▶ _Instructions for the task_
From the records below, pull each line that has "most".
Dataset extract Block Start
//! Application settings, defaults and TOML persistence.
//!
//! Every struct implements `Serialize`, `Deserialize`, `Default` and `Clone`
//! so settings can be round-tripped through the config file and shared across
//! threads.  All fields carry `#[serde(default)]` so a partial config file
//! loads cleanly.

use std::path::Path;

use anyhow::{Context as _, Result};
use serde::{Deserialize, Serialize};

use super::ConfigPaths;

// ---------------------------------------------------------------------------
// ContextSource
// ---------------------------------------------------------------------------

/// Which context-gathering strategy runs alongside each recording.
#[derive(Debug, Clone, Copy, PartialEq, Eq, Serialize, Deserialize, Default)]
#[serde(rename_all = "lowercase")]
pub enum ContextSource {
    /// No context gathering; transcripts are never repaired unless a manual
    /// context annotation is set.
    #[default]
    None,
    /// Screenshot the display and describe it with the vision model.
    Screen,
    /// Extract viewport / cursor-adjacent text from a running editor.
    Editor,
}

// ---------------------------------------------------------------------------
// OpenAiSettings
// ---------------------------------------------------------------------------

/// Connection settings for the OpenAI-compatible API.
#[derive(Debug, Clone, Serialize, Deserialize)]
#[serde(default)]
pub struct OpenAiSettings {
    /// API key; the `OPENAI_API_KEY` environment variable takes precedence.
    pub api_key: Option<String>,
    /// Base URL of the API endpoint.
    pub base_url: String,
    /// Model for the speech-to-text pass.
    pub transcribe_model: String,
    /// Model for the repair pass.
    pub chat_model: String,
    /// Model for screen description.
    pub vision_model: String,
    /// Speech language as an ISO-639-1 code.
    pub language: String,
    /// Sampling temperature for transcription and repair.
    pub temperature: f32,
    /// Per-request timeout in seconds.
    pub timeout_secs: u64,
}

impl Default for OpenAiSettings {
    fn default() -> Self {
        Self {
            api_key: None,
            base_url: "https://api.openai.com".into(),
            transcribe_model: "whisper-1".into(),
            chat_model: "gpt-4o-mini".into(),
            vision_model: "gpt-4o".into(),
            language: "en".into(),
            temperature: 0.5,
            timeout_secs: 60,
        }
    }
}

// ---------------------------------------------------------------------------
// Section structs
// ---------------------------------------------------------------------------

#[derive(Debug, Clone, Serialize, Deserialize, Default)]
#[serde(default)]
pub struct ContextSettings {
    pub source: ContextSource,
}

/// Capture device and recording duration bounds.
#[derive(Debug, Clone, Serialize, Deserialize)]
#[serde(default)]
pub struct AudioSettings {
    /// Input device name; `None` means the system default.
    pub device: Option<String>,
    /// Recordings shorter than this are discarded as accidental taps.
    pub min_record_secs: f32,
    /// Hard ceiling; recording is cancelled when it is reached.
    pub max_record_secs: f32,
}

impl Default for AudioSettings {
    fn default() -> Self {
        Self {
            device: None,
            min_record_secs: 1.0,
            max_record_secs: 30.0,
        }
    }
}

#[derive(Debug, Clone, Serialize, Deserialize)]
#[serde(default)]
pub struct HttpSettings {
    /// Bind address of the control surface.
    pub listen_address: String,
}

impl Default for HttpSettings {
    fn default() -> Self {
        Self {
            listen_address: "127.0.0.1:9898".into(),
        }
    }
}

#[derive(Debug, Clone, Serialize, Deserialize)]
#[serde(default)]
pub struct HotkeySettings {
    /// Toggle key name, e.g. `"F9"`.
    pub key: String,
}

impl Default for HotkeySettings {
    fn default() -> Self {
        Self { key: "F9".into() }
    }
}

/// External command used to capture a screenshot; the output path is
/// appended as the last argument.
#[derive(Debug, Clone, Serialize, Deserialize)]
#[serde(default)]
pub struct ScreenSettings {
    pub capture_command: Vec<String>,
}

impl Default for ScreenSettings {
    fn default() -> Self {
        Self {
            capture_command: vec!["scrot".into(), "--overwrite".into()],
        }
    }
}

#[derive(Debug, Clone, Serialize, Deserialize)]
#[serde(default)]
pub struct TypingSettings {
    /// Whether completed results are typed into the focused window.
    pub enabled: bool,
}

impl Default for TypingSettings {
    fn default() -> Self {
        Self { enabled: true }
    }
}

// ---------------------------------------------------------------------------
// Settings
// ---------------------------------------------------------------------------

/// Root settings object.
#[derive(Debug, Clone, Serialize, Deserialize)]
#[serde(default)]
pub struct Settings {
    /// Number of completed results retained in history.
    pub history_limit: usize,
    pub openai: OpenAiSettings,
    pub context: ContextSettings,
    pub audio: AudioSettings,
    pub http: HttpSettings,
    pub hotkey: HotkeySettings,
    pub screen: ScreenSettings,
    pub typing: TypingSettings,
}

impl Default for Settings {
    fn default() -> Self {
        Self {
            history_limit: 100,
            openai: OpenAiSettings::default(),
            context: ContextSettings::default(),
            audio: AudioSettings::default(),
            http: HttpSettings::default(),
            hotkey: HotkeySettings::default(),
            screen: ScreenSettings::default(),
            typing: TypingSettings::default(),
        }
    }
}

impl Settings {
    /// Load settings from the config file.  On first run the defaults are
    /// written to disk so the user has a file to edit.
    pub fn load() -> Result<Self> {
        let paths = ConfigPaths::new();
        if !paths.config_file.exists() {
            log::info!(
                "config: no file at {}, writing defaults",
                paths.config_file.display()
            );
            let settings = Self::default();
            settings.save()?;
            return Ok(settings);
        }

        let settings = Self::read_from(&paths.config_file)?;
        log::info!("config: loaded {}", paths.config_file.display());
        Ok(settings)
    }

    /// Write settings to the config file, creating the directory if needed.
    pub fn save(&self) -> Result<()> {
        let paths = ConfigPaths::new();
        self.write_to(&paths.config_dir, &paths.config_file)?;
        log::info!("config: wrote {}", paths.config_file.display());
        Ok(())
    }

    fn read_from(path: &Path) -> Result<Self> {
        let raw = std::fs::read_to_string(path)
            .with_context(|| format!("reading {}", path.display()))?;
        toml::from_str(&raw).with_context(|| format!("parsing {}", path.display()))
    }

    fn write_to(&self, dir: &Path, file: &Path) -> Result<()> {
        std::fs::create_dir_all(dir).with_context(|| format!("creating {}", dir.display()))?;
        let raw = toml::to_string_pretty(self).context("serializing settings")?;
        std::fs::write(file, raw).with_context(|| format!("writing {}", file.display()))
    }
}

// ---------------------------------------------------------------------------
// Tests
// ---------------------------------------------------------------------------
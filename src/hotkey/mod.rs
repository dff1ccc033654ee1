//! Global hotkey listener backed by `rdev`.
//!
//! One key toggles the recorder: the first press starts a task, the second
//! press stops the recording (it does not abort).  `rdev::listen` is a
//! blocking OS-level call with no shutdown API, so it lives on a dedicated
//! thread; dropping the [`HotkeyListener`] sets a stop flag and the callback
//! silently discards further events.

use std::sync::{
    atomic::{AtomicBool, Ordering},
    Arc,
};

use tokio::sync::mpsc;

// ---------------------------------------------------------------------------
// HotkeyEvent
// ---------------------------------------------------------------------------

/// Events emitted by the hotkey listener thread.
#[derive(Debug, Clone, Copy, PartialEq, Eq)]
pub enum HotkeyEvent {
    /// The toggle key was pressed: start a task, or stop the running one.
    Toggle,
}

// ---------------------------------------------------------------------------
// parse_key
// ---------------------------------------------------------------------------

/// Parse a hotkey name from a config string into an [`rdev::Key`].
///
/// Supports F1–F12 and single ASCII letters.  Returns `None` for
/// unrecognised names so callers can fall back to a default.
pub fn parse_key(name: &str) -> Option<rdev::Key> {
    use rdev::Key;

    let key = match name.to_ascii_uppercase().as_str() {
        "F1" => Key::F1,
        "F2" => Key::F2,
        "F3" => Key::F3,
        "F4" => Key::F4,
        "F5" => Key::F5,
        "F6" => Key::F6,
        "F7" => Key::F7,
        "F8" => Key::F8,
        "F9" => Key::F9,
        "F10" => Key::F10,
        "F11" => Key::F11,
        "F12" => Key::F12,
        "A" => Key::KeyA,
        "B" => Key::KeyB,
        "C" => Key::KeyC,
        "D" => Key::KeyD,
        "E" => Key::KeyE,
        "F" => Key::KeyF,
        "G" => Key::KeyG,
        "H" => Key::KeyH,
        "I" => Key::KeyI,
        "J" => Key::KeyJ,
        "K" => Key::KeyK,
        "L" => Key::KeyL,
        "M" => Key::KeyM,
        "N" => Key::KeyN,
        "O" => Key::KeyO,
        "P" => Key::KeyP,
        "Q" => Key::KeyQ,
        "R" => Key::KeyR,
        "S" => Key::KeyS,
        "T" => Key::KeyT,
        "U" => Key::KeyU,
        "V" => Key::KeyV,
        "W" => Key::KeyW,
        "X" => Key::KeyX,
        "Y" => Key::KeyY,
        "Z" => Key::KeyZ,
        _ => return None,
    };
    Some(key)
}

// ---------------------------------------------------------------------------
// HotkeyListener
// ---------------------------------------------------------------------------

/// Handle to a running hotkey listener thread.
///
/// Dropping it stops event forwarding; the underlying OS thread remains
/// blocked in the rdev event loop until the process exits, which is safe.
pub struct HotkeyListener {
    stop: Arc<AtomicBool>,
    _thread: std::thread::JoinHandle<()>,
}

impl HotkeyListener {
    /// Spawn the listener thread, forwarding [`HotkeyEvent::Toggle`] on `tx`
    /// whenever `key` is pressed.
    pub fn start(key: rdev::Key, tx: mpsc::Sender<HotkeyEvent>) -> Self {
        let stop = Arc::new(AtomicBool::new(false));
        let stop_flag = Arc::clone(&stop);

        let thread = std::thread::Builder::new()
            .name("hotkey-listener".into())
            .spawn(move || {
                let result = rdev::listen(move |event| {
                    if stop_flag.load(Ordering::Relaxed) {
                        return;
                    }
                    if let rdev::EventType::KeyPress(pressed) = event.event_type {
                        if pressed == key {
                            // blocking_send is safe from a non-async thread.
                            let _ = tx.blocking_send(HotkeyEvent::Toggle);
                        }
                    }
                });

                if let Err(e) = result {
                    log::error!("hotkey: rdev::listen exited with error: {e:?}");
                }
            })
            .expect("failed to spawn hotkey-listener thread");

        Self {
            stop,
            _thread: thread,
        }
    }
}

impl Drop for HotkeyListener {
    fn drop(&mut self) {
        self.stop.store(true, Ordering::Relaxed);
    }
}

// ---------------------------------------------------------------------------
// Tests
// ---------------------------------------------------------------------------
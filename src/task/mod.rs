//! Task lifecycle core — single-flight supervision of capture/transcribe jobs.
//!
//! # Architecture
//!
//! ```text
//! trigger (hotkey / HTTP)          observers (typist, HTTP, UI)
//!        │                                ▲            ▲
//!        ▼                        states  │            │ results
//! ┌──────────────┐  phase events  ┌───────┴────────────┴──────┐
//! │ TaskManager  │◀───────────────│  forwarding worker        │
//! │  current slot│                └───────────────────────────┘
//! └──────┬───────┘                        ▲
//!        │ creates / aborts               │ per-task mpsc
//!        ▼                                │
//! ┌──────────────┐    drives      ┌───────┴───────┐
//! │TranscribeTask│───────────────▶│ task driver   │
//! └──────────────┘                └───────────────┘
//! ```
//!
//! [`TaskManager`] guarantees at most one [`TranscribeTask`] is live at any
//! instant and fans its phase events out to any number of subscribers.
//! Completed results land in the bounded [`HistoryStore`].

pub mod history;
pub mod manager;
pub mod transcribe;

use serde::Serialize;
use uuid::Uuid;

pub use history::HistoryStore;
pub use manager::{Collaborators, TaskManager};
pub use transcribe::TranscribeTask;

// ---------------------------------------------------------------------------
// TaskState
// ---------------------------------------------------------------------------

/// Externally observable phase of the current task.
///
/// Within one task the phases are emitted in order
/// `Recording → [Transcribing] → Idle`, each at most once.  `Idle` is
/// synthesized by the manager once the task's own stream has closed, so a
/// subscriber always sees a terminal event even when the task failed or was
/// aborted.
#[derive(Debug, Clone, Copy, PartialEq, Eq, Serialize)]
#[serde(rename_all = "lowercase")]
pub enum TaskState {
    /// No task is running.
    Idle,
    /// Microphone is live, samples are being captured.
    Recording,
    /// Audio is encoded and the transcription request is in flight.
    Transcribing,
}

impl TaskState {
    /// Short label for log lines and the HTTP status endpoint.
    pub fn label(&self) -> &'static str {
        match self {
            TaskState::Idle => "idle",
            TaskState::Recording => "recording",
            TaskState::Transcribing => "transcribing",
        }
    }
}

// ---------------------------------------------------------------------------
// TranscriptionResult
// ---------------------------------------------------------------------------

/// The outcome of one completed transcribe task.
///
/// `original` is the raw transcript from the speech-to-text pass; `modified`
/// is the repaired transcript from the optional second pass and stays empty
/// when no repair ran (no hint, or the repair call failed).
#[derive(Debug, Clone, Default, PartialEq, Serialize)]
pub struct TranscriptionResult {
    /// Unique id for this result.
    pub id: Uuid,
    /// Raw transcript text.
    pub original: String,
    /// Repaired transcript text; empty if no repair was performed.
    pub modified: String,
    /// The hint text the repair pass was given, if any.
    pub repair_prompt: String,
    /// Encoded audio of the recording, omitted from serialized output.
    #[serde(skip)]
    pub audio: Option<Vec<u8>>,
}

impl TranscriptionResult {
    /// The effective text: `modified` when a repair produced one, otherwise
    /// the raw transcript.
    pub fn text(&self) -> &str {
        if !self.modified.is_empty() {
            &self.modified
        } else {
            &self.original
        }
    }

    /// Sentinel for "no usable result": both texts are empty.
    pub fn is_empty(&self) -> bool {
        self.original.is_empty() && self.modified.is_empty()
    }
}

// ---------------------------------------------------------------------------
// Tests
// ---------------------------------------------------------------------------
Dataset extract Block End
▶ _Output for this exercise_
//! [`TaskManager`] guarantees at most one [`TranscribeTask`] is live at any
/// `Recording → [Transcribing] → Idle`, each at most once.  `Idle` is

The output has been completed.